▶ _Action item_
Match the string "FieldKind" against each line below, and copy every line that matches.

▶ _Data extracts_
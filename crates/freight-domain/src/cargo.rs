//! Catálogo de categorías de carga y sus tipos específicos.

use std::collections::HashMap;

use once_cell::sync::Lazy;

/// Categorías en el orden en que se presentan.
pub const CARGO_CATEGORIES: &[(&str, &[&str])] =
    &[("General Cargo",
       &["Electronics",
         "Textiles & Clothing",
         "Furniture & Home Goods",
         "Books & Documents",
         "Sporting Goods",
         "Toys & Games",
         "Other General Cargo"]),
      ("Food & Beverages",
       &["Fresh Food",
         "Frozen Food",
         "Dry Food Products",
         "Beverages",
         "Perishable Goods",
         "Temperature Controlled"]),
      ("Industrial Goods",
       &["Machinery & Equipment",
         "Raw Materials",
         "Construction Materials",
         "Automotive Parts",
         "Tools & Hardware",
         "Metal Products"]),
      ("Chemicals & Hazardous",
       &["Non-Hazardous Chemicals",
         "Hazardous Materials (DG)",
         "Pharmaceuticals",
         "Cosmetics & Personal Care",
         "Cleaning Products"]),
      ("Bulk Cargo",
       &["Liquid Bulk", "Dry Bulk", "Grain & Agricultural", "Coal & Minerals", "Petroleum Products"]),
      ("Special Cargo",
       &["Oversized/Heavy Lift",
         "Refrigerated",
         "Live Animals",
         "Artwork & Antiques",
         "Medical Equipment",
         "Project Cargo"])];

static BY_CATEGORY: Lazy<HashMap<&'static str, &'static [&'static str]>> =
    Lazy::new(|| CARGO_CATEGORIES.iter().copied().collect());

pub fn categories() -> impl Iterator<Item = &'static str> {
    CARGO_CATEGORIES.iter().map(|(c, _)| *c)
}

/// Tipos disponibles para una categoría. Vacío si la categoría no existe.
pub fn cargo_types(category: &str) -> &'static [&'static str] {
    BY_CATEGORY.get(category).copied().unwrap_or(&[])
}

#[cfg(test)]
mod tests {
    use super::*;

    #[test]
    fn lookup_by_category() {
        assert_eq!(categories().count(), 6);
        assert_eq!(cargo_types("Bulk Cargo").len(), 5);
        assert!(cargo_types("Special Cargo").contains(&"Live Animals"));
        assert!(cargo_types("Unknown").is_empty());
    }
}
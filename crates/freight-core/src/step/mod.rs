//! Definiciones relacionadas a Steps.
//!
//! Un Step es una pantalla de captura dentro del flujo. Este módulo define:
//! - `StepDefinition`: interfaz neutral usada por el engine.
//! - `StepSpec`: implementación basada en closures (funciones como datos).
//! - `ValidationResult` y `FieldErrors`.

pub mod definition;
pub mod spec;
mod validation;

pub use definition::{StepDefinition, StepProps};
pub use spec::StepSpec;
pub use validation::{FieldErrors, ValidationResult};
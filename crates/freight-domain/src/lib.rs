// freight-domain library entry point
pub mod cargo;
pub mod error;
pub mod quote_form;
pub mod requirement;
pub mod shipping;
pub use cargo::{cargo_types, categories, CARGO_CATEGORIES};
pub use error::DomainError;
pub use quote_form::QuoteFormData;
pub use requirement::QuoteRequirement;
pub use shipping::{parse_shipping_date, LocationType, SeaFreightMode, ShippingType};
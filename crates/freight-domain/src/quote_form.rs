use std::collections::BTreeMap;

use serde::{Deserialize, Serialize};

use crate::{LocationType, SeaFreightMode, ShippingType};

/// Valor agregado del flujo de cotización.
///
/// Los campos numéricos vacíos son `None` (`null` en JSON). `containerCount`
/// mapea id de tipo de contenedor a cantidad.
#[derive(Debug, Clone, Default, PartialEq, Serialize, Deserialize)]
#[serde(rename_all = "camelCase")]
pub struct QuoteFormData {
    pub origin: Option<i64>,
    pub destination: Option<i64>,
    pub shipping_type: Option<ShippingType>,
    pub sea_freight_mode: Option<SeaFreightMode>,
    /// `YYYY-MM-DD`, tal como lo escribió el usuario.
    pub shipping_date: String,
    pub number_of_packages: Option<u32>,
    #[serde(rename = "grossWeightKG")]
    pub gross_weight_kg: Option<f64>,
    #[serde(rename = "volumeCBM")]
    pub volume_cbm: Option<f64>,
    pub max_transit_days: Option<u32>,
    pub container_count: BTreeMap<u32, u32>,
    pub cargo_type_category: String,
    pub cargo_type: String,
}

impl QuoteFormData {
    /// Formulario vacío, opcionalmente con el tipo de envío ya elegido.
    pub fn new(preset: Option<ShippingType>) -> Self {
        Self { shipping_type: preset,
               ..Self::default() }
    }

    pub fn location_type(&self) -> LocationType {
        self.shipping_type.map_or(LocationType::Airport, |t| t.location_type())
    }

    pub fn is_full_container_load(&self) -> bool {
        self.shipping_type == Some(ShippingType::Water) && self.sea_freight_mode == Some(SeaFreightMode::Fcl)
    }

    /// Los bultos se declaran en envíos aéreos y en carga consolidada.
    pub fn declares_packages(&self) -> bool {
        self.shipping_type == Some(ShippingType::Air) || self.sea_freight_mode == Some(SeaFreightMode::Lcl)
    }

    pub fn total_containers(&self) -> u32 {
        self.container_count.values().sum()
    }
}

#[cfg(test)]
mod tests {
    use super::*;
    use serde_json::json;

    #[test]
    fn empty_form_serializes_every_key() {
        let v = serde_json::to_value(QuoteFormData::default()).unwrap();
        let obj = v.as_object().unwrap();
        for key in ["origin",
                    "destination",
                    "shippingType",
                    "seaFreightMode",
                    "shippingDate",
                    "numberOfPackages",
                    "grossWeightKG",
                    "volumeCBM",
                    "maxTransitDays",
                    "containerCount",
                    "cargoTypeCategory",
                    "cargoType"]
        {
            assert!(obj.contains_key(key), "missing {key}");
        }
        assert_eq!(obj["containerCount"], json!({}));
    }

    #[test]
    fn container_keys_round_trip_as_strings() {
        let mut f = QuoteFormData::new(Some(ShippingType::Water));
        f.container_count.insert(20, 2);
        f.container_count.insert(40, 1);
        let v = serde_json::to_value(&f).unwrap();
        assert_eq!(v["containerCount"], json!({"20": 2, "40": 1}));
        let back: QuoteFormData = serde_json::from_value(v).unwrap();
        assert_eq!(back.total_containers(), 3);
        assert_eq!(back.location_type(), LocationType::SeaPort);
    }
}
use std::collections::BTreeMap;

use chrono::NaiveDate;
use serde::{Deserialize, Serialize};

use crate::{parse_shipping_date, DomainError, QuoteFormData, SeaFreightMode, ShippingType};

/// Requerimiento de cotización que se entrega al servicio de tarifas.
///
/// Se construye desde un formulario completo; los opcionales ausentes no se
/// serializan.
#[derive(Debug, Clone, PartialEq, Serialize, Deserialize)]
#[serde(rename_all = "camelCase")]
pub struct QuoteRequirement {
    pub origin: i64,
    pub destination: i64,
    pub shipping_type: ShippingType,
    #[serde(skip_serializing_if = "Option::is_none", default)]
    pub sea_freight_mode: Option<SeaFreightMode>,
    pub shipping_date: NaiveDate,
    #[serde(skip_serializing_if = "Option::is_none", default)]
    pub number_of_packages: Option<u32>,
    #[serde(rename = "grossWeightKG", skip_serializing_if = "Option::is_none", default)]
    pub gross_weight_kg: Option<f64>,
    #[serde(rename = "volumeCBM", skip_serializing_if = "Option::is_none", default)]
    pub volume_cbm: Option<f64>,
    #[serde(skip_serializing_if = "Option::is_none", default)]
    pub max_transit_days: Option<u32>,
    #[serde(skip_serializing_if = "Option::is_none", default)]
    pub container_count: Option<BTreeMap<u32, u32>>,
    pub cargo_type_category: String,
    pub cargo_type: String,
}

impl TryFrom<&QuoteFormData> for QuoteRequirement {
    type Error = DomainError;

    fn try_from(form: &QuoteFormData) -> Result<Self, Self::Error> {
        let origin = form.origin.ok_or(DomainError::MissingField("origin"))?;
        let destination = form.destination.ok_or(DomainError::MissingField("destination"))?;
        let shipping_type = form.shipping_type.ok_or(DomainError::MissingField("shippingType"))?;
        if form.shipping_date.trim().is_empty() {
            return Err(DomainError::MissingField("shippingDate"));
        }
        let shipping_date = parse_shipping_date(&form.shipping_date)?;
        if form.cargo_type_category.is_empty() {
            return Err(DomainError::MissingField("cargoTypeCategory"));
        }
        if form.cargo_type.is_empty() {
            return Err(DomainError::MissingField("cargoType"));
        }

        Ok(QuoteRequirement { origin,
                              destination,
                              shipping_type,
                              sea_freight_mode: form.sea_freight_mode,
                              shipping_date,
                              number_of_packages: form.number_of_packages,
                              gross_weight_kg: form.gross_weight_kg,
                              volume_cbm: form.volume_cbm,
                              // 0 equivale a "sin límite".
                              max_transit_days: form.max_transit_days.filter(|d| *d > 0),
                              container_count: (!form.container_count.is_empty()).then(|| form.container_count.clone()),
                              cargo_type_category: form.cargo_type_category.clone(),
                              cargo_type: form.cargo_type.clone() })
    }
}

* * *

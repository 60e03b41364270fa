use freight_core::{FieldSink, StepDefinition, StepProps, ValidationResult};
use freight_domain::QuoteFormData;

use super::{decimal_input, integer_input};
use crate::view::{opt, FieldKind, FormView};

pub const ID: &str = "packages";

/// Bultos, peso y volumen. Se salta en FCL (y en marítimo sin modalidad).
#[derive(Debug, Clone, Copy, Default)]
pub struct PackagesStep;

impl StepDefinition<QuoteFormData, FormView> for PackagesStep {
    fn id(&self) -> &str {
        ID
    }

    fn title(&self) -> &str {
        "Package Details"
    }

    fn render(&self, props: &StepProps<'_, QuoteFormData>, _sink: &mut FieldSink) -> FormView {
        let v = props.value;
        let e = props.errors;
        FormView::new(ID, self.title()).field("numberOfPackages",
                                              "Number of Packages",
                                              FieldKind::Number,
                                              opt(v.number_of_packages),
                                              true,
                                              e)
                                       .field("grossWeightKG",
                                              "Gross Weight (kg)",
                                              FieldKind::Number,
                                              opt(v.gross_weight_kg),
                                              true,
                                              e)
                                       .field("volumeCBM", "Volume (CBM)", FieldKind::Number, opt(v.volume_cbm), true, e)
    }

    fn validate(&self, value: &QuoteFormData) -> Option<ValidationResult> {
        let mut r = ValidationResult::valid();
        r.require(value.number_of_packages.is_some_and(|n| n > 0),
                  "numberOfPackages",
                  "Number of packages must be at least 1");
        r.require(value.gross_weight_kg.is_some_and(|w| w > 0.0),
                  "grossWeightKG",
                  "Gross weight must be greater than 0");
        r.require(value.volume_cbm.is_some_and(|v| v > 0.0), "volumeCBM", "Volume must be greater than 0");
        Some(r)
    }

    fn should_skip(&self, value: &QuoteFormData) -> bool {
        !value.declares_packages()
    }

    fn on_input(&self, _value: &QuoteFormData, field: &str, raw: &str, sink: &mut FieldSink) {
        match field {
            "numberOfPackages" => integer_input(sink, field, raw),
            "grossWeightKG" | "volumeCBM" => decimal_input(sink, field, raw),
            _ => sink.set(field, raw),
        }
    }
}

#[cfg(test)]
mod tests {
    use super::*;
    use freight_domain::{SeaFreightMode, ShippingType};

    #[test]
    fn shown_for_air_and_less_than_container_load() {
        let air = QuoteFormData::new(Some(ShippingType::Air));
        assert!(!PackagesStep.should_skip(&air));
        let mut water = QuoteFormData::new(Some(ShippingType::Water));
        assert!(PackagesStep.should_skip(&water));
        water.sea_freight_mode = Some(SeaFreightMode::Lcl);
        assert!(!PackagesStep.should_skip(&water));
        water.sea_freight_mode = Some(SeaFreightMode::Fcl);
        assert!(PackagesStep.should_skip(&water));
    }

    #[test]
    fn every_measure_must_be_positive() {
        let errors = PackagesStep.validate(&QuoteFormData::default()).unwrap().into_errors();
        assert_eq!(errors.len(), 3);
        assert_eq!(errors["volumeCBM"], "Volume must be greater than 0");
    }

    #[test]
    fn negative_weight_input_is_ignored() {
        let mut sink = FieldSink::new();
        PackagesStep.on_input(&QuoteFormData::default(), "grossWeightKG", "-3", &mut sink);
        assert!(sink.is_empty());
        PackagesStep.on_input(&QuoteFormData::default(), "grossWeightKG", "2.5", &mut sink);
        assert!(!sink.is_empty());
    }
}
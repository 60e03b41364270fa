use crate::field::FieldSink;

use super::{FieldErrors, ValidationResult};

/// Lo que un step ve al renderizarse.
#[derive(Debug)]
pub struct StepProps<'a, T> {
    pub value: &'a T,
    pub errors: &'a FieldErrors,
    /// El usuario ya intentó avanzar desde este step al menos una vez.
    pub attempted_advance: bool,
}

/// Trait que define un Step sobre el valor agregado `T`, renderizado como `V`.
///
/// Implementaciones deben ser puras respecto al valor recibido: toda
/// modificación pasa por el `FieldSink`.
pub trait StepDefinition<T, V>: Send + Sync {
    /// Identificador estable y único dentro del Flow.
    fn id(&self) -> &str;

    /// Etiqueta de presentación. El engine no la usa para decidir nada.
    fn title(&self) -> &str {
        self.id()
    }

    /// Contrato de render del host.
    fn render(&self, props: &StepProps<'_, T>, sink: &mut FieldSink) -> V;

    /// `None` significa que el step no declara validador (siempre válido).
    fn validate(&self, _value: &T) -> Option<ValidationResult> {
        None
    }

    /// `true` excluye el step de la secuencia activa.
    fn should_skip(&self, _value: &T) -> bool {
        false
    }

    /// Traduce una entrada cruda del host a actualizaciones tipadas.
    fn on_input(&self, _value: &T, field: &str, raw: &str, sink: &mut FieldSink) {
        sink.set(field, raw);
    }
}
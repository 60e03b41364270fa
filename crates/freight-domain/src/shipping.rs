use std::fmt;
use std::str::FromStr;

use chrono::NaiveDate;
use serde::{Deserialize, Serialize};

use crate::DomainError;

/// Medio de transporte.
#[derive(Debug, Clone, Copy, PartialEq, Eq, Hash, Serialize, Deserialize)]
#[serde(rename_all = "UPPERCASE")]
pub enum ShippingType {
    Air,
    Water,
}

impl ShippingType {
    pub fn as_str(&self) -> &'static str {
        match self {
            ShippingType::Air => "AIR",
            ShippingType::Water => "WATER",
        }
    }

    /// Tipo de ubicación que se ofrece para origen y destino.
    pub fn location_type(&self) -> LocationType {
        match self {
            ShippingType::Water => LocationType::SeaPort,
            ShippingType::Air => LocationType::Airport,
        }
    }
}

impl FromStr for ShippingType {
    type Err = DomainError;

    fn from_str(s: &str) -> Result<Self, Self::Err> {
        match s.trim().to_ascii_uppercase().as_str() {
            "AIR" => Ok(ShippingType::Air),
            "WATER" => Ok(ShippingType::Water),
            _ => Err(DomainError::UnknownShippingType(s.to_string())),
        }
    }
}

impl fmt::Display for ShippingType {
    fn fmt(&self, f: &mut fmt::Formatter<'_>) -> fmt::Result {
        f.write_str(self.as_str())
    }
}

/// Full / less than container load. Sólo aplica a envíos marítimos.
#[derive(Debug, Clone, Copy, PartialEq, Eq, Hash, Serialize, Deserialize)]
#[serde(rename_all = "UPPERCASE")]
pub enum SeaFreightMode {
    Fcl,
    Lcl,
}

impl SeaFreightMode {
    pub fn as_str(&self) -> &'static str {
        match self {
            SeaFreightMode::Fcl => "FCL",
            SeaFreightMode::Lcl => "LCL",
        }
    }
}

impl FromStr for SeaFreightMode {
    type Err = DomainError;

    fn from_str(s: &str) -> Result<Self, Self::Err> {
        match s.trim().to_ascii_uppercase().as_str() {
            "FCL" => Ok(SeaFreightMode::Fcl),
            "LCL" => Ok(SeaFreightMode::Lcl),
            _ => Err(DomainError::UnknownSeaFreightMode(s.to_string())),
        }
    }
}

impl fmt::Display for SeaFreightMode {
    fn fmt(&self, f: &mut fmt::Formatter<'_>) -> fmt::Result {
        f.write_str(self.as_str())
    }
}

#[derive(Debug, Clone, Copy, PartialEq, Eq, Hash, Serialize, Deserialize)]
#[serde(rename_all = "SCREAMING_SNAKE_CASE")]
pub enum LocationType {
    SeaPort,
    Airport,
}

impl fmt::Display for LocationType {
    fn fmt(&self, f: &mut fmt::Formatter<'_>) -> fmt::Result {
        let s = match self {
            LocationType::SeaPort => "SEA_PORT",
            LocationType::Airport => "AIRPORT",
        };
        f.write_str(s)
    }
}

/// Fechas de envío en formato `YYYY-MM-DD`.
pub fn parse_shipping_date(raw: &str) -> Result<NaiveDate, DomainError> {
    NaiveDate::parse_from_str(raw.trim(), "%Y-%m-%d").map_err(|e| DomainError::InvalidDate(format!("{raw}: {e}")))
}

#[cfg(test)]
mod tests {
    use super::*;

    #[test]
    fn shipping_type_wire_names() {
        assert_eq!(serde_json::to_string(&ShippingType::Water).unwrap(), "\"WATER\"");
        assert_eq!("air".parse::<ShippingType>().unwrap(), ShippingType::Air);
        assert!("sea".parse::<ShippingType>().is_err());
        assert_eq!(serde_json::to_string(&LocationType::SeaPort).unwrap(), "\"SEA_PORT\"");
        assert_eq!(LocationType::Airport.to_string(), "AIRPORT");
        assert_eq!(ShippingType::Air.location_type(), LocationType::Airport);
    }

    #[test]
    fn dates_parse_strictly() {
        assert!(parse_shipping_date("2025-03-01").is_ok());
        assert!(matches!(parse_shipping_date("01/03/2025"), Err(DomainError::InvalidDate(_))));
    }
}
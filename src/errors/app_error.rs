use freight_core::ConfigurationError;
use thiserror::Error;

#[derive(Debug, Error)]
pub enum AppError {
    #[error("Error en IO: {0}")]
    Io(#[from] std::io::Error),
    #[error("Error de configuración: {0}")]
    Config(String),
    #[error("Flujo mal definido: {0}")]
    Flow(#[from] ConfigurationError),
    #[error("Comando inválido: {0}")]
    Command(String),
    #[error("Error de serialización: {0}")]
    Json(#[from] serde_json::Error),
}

▶ _Completed exercise_
use crate::view::{opt, FieldKind, FormView};
                                              FieldKind::Number,
                                              FieldKind::Number,
                                       .field("volumeCBM", "Volume (CBM)", FieldKind::Number, opt(v.volume_cbm), true, e)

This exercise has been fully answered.